[Provided entries Boundary: Start]
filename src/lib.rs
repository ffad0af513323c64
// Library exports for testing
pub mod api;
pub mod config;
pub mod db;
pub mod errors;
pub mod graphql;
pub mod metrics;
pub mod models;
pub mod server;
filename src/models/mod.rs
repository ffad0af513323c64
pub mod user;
[Provided entries Boundary: End]
[Provided entries Boundary: Start]
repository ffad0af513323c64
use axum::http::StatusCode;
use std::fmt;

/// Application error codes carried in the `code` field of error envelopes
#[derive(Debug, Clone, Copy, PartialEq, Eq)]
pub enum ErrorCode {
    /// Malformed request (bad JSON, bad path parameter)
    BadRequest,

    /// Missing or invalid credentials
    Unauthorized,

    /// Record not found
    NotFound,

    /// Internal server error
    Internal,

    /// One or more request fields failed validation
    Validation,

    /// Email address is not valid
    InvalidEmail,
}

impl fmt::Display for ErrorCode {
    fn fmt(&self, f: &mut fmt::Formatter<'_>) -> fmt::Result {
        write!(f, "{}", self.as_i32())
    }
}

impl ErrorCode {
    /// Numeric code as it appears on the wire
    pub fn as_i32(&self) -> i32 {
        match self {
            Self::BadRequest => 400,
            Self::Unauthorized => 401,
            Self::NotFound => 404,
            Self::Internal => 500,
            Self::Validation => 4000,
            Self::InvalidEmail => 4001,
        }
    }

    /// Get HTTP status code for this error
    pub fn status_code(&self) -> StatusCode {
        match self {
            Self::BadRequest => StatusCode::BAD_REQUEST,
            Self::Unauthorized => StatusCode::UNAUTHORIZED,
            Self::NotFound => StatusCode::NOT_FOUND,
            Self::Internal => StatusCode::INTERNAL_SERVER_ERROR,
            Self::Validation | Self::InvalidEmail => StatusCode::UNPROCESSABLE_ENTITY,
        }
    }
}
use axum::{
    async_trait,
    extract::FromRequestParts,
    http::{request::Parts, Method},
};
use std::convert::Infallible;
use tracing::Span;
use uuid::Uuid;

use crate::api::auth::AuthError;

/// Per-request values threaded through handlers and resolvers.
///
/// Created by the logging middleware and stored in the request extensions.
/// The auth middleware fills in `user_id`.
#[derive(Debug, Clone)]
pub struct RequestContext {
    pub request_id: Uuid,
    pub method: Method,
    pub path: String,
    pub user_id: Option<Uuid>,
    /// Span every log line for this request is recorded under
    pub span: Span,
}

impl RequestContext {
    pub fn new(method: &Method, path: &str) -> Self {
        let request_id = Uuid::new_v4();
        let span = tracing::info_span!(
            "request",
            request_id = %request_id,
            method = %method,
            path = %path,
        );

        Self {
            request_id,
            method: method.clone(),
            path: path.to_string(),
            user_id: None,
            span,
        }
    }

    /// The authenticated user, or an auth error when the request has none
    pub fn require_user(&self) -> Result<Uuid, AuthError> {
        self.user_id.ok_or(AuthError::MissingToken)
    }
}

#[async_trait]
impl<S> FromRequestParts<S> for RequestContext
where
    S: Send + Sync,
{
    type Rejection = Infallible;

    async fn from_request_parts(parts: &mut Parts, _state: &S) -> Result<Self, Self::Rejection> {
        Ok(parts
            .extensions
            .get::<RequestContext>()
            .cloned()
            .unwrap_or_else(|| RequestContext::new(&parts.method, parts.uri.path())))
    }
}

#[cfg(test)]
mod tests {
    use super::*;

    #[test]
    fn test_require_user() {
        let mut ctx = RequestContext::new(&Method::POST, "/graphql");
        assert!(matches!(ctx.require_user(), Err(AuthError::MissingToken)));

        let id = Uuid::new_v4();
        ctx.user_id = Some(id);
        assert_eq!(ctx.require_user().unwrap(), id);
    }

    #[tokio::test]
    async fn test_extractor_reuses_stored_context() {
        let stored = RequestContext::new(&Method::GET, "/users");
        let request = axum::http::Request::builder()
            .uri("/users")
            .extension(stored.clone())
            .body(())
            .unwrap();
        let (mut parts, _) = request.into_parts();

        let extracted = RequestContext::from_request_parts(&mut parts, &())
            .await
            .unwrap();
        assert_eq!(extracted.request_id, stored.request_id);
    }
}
[Provided entries Boundary: End]
* [Brief]
Give the count of lines above that include the word "filename", stating no other information.

* [Solution]
2